Deep discriminative representational frameworks for recovering categorical 3D object attributes from visual data

HKUST Electronic Theses

Deep discriminative representational frameworks for recovering categorical 3D object attributes from visual data

by Shichao Li

THESIS 2022

Ph.D. Computer Science and Engineering

1 online resource (xviii, 109 pages) : illustrations (chiefly color)

Abstract

How to recognize 3D properties from 2D RGB images is a fundamental problem in computer vision, which enables enormous applications such as human-computer interaction, traffic surveillance, autonomous perception, and augmented reality. This problem is challenging due to the loss of depth information in the image formation process and a large variation of depth, object geometry, and scene illumination. In early studies, Marr pointed out that the choice of representation and algorithm is an important level in understanding visual information processing systems. Specifically, he proposed a representational framework to map images to 3D model representations with a low-level primal sketch and an intermediate 2.5D sketch. Recent deep learning approaches instantiate this framework by learning representations from data in an end-to-end manner. How to design appropriate representations and learn them effectively are key to these instantiations. This thesis studies such instantiations for four important and typical 3D perception tasks. After introducing the background and the niche of this thesis, these studies are presented in an order of increasing number of 3D attributes, camera views, and system capabilities.
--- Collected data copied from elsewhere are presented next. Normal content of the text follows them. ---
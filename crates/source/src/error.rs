//! Error types for the Rill source reader.
//!
//! These cover document well-formedness only. Order validation, opcode
//! resolution, and argument semantics belong to the engine's load phase.

use thiserror::Error;

/// Errors produced while reading source text into instruction records.
#[derive(Error, Debug, Clone, PartialEq, Eq)]
pub enum SourceError {
    /// An argument token carried no kind prefix.
    #[error("line {line}: malformed argument '{token}' (expected kind@value)")]
    MalformedArgument { line: usize, token: String },

    /// A line had an order prefix but no opcode after it.
    #[error("line {line}: missing opcode")]
    MissingOpcode { line: usize },
}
We first study the problem of recognizing the 3D orientation of a class of rigid objects from a single RGB image. In contrast to prior arts that directly regress the angular values with a deep neural network, we propose to learn part-based 2D-3D correspondences as intermediate representations to achieve improved performance and robustness to partially occluded objects. We show that the prior knowledge of a projective invariant can be utilized in the training process to further improve the representation learning with extra unlabeled images.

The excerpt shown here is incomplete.